*AIM OF THE EXERCISE*
Could each record be restated word for word?

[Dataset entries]
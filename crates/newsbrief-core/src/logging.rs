use tracing_subscriber::{fmt, prelude::*, EnvFilter};

/// Environment variable that overrides the CLI-derived log filter
pub const LOG_ENV_VAR: &str = "NEWSBRIEF_LOG";

/// Helper macro for logging elapsed time at trace level.
///
/// Usage:
/// ```rust,ignore
/// let start = Instant::now();
/// // ... some work ...
/// trace_time!(start, "normalize");
/// // Or with additional fields:
/// trace_time!(start, "select", sentences = count);
/// ```
#[macro_export]
macro_rules! trace_time {
    ($start:expr, $name:expr) => {
        tracing::trace!(elapsed = ?$start.elapsed(), $name);
    };
    ($start:expr, $name:expr $(, $field:ident = $value:expr)*) => {
        tracing::trace!(elapsed = ?$start.elapsed(), $($field = $value),*, $name);
    };
}

/// Resolve the filter directive for the given CLI arguments
pub fn filter_directive(verbose: bool, log_level: Option<&str>) -> String {
    match (verbose, log_level) {
        (_, Some(level)) if level.contains('=') => level.to_string(),
        (_, Some(level)) => format!("newsbrief={}", level),
        (true, None) => "newsbrief=debug".to_string(),
        (false, None) => "newsbrief=warn".to_string(),
    }
}

/// Initialize structured logging based on CLI arguments
pub fn init_tracing(
    verbose: bool,
    log_level: Option<&str>,
    log_json: bool,
) -> Result<(), Box<dyn std::error::Error>> {
    let level = filter_directive(verbose, log_level);

    // Support NEWSBRIEF_LOG environment variable override
    let filter = EnvFilter::try_from_env(LOG_ENV_VAR).unwrap_or_else(|_| EnvFilter::new(level));

    let registry = tracing_subscriber::registry().with(filter);

    if log_json {
        registry
            .with(
                fmt::layer()
                    .json()
                    .with_writer(std::io::stderr)
                    .with_ansi(false)
                    .with_span_events(
                        tracing_subscriber::fmt::format::FmtSpan::NEW
                            | tracing_subscriber::fmt::format::FmtSpan::CLOSE,
                    ),
            )
            .try_init()?;
    } else {
        registry
            .with(
                fmt::layer()
                    .compact()
                    .with_target(false)
                    .with_writer(std::io::stderr)
                    .with_ansi(false),
            )
            .try_init()?;
    }

    Ok(())
}
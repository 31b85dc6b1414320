//! Newsbrief Core Library
//!
//! Extractive summarization engine for news article text. Raw title and
//! description text goes in, a word-budgeted summary made of the original
//! sentences comes out.

pub mod config;
pub mod error;
pub mod format;
pub mod logging;
pub mod records;
pub mod summarize;
pub mod text;

pub use summarize::{summarize_article, Article, Summarizer};
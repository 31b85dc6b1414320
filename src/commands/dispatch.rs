//! Command dispatch logic for newsbrief
use std::time::Instant;

use tracing::debug;

use crate::cli::{Cli, Commands};
use crate::commands;
use newsbrief_core::config::SummarizerConfig;
use newsbrief_core::error::Result;
use newsbrief_core::Summarizer;

pub fn run(cli: &Cli, start: Instant) -> Result<()> {
    match &cli.command {
        None => handle_no_command(),

        Some(Commands::Summarize { title, description }) => {
            let summarizer = build_summarizer(cli)?;
            debug!(elapsed = ?start.elapsed(), "load_config");
            commands::summarize::execute(
                cli,
                &summarizer,
                title.as_deref(),
                description.as_deref(),
            )
        }

        Some(Commands::Normalize { text }) => commands::normalize::execute(cli, text.as_deref()),

        Some(Commands::Score { text }) => commands::score::execute(cli, text.as_deref()),

        Some(Commands::Batch { file, force }) => {
            let summarizer = build_summarizer(cli)?;
            debug!(elapsed = ?start.elapsed(), "load_config");
            commands::batch::execute(cli, &summarizer, file.as_deref(), *force)
        }

        Some(Commands::Demo) => {
            let summarizer = build_summarizer(cli)?;
            commands::demo::execute(cli, &summarizer)
        }
    }
}

/// Resolve configuration from the config file and CLI overrides
fn build_summarizer(cli: &Cli) -> Result<Summarizer> {
    let mut config = match &cli.config {
        Some(path) => SummarizerConfig::load_from(path)?,
        None => SummarizerConfig::load()?,
    };

    if let Some(target_words) = cli.target_words {
        config.target_words = target_words as usize;
        // An explicit budget re-derives the threshold unless it still fits
        if config
            .low_yield_words
            .is_some_and(|low_yield| low_yield > config.target_words)
        {
            config.low_yield_words = None;
        }
    }

    Summarizer::new(config)
}

fn handle_no_command() -> Result<()> {
    println!("newsbrief {}", env!("CARGO_PKG_VERSION"));
    println!();
    println!("Extractive summaries for news articles.");
    println!();
    println!("Run `newsbrief --help` for usage information.");
    Ok(())
}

*EXERCISE OUTPUT*
filename crates/newsbrief-core/src/logging.rs
use tracing_subscriber::{fmt, prelude::*, EnvFilter};

/// Environment variable that overrides the CLI-derived log filter
pub const LOG_ENV_VAR: &str = "NEWSBRIEF_LOG";

/// Helper macro for logging elapsed time at trace level.
///
/// Usage:
/// ```rust,ignore
/// let start = Instant::now();
/// // ... some work ...
/// trace_time!(start, "normalize");
/// // Or with additional fields:
/// trace_time!(start, "select", sentences = count);
/// ```
#[macro_export]
macro_rules! trace_time {
    ($start:expr, $name:expr) => {
        tracing::trace!(elapsed = ?$start.elapsed(), $name);
    };
    ($start:expr, $name:expr $(, $field:ident = $value:expr)*) => {
        tracing::trace!(elapsed = ?$start.elapsed(), $($field = $value),*, $name);
    };
}

/// Resolve the filter directive for the given CLI arguments
pub fn filter_directive(verbose: bool, log_level: Option<&str>) -> String {
    match (verbose, log_level) {
        (_, Some(level)) if level.contains('=') => level.to_string(),
        (_, Some(level)) => format!("newsbrief={}", level),
        (true, None) => "newsbrief=debug".to_string(),
        (false, None) => "newsbrief=warn".to_string(),
    }
}

/// Initialize structured logging based on CLI arguments
pub fn init_tracing(
    verbose: bool,
    log_level: Option<&str>,
    log_json: bool,
) -> Result<(), Box<dyn std::error::Error>> {
    let level = filter_directive(verbose, log_level);

    // Support NEWSBRIEF_LOG environment variable override
    let filter = EnvFilter::try_from_env(LOG_ENV_VAR).unwrap_or_else(|_| EnvFilter::new(level));

    let registry = tracing_subscriber::registry().with(filter);

    if log_json {
        registry
            .with(
                fmt::layer()
                    .json()
                    .with_writer(std::io::stderr)
                    .with_ansi(false)
                    .with_span_events(
                        tracing_subscriber::fmt::format::FmtSpan::NEW
                            | tracing_subscriber::fmt::format::FmtSpan::CLOSE,
                    ),
            )
            .try_init()?;
    } else {
        registry
            .with(
                fmt::layer()
                    .compact()
                    .with_target(false)
                    .with_writer(std::io::stderr)
                    .with_ansi(false),
            )
            .try_init()?;
    }

    Ok(())
}
repository 31b85dc6b1414320
//! Newsbrief Core Library
//!
//! Extractive summarization engine for news article text. Raw title and
//! description text goes in, a word-budgeted summary made of the original
//! sentences comes out.

pub mod config;
pub mod error;
pub mod format;
pub mod logging;
pub mod records;
pub mod summarize;
pub mod text;

pub use summarize::{summarize_article, Article, Summarizer};
repository 31b85dc6b1414320
filename src/commands/dispatch.rs
//! Command dispatch logic for newsbrief
use std::time::Instant;

use tracing::debug;

use crate::cli::{Cli, Commands};
use crate::commands;
use newsbrief_core::config::SummarizerConfig;
use newsbrief_core::error::Result;
use newsbrief_core::Summarizer;

pub fn run(cli: &Cli, start: Instant) -> Result<()> {
    match &cli.command {
        None => handle_no_command(),

        Some(Commands::Summarize { title, description }) => {
            let summarizer = build_summarizer(cli)?;
            debug!(elapsed = ?start.elapsed(), "load_config");
            commands::summarize::execute(
                cli,
                &summarizer,
                title.as_deref(),
                description.as_deref(),
            )
        }

        Some(Commands::Normalize { text }) => commands::normalize::execute(cli, text.as_deref()),

        Some(Commands::Score { text }) => commands::score::execute(cli, text.as_deref()),

        Some(Commands::Batch { file, force }) => {
            let summarizer = build_summarizer(cli)?;
            debug!(elapsed = ?start.elapsed(), "load_config");
            commands::batch::execute(cli, &summarizer, file.as_deref(), *force)
        }

        Some(Commands::Demo) => {
            let summarizer = build_summarizer(cli)?;
            commands::demo::execute(cli, &summarizer)
        }
    }
}

/// Resolve configuration from the config file and CLI overrides
fn build_summarizer(cli: &Cli) -> Result<Summarizer> {
    let mut config = match &cli.config {
        Some(path) => SummarizerConfig::load_from(path)?,
        None => SummarizerConfig::load()?,
    };

    if let Some(target_words) = cli.target_words {
        config.target_words = target_words as usize;
        // An explicit budget re-derives the threshold unless it still fits
        if config
            .low_yield_words
            .is_some_and(|low_yield| low_yield > config.target_words)
        {
            config.low_yield_words = None;
        }
    }

    Summarizer::new(config)
}

fn handle_no_command() -> Result<()> {
    println!("newsbrief {}", env!("CARGO_PKG_VERSION"));
    println!();
    println!("Extractive summaries for news articles.");
    println!();
    println!("Run `newsbrief --help` for usage information.");
    Ok(())
}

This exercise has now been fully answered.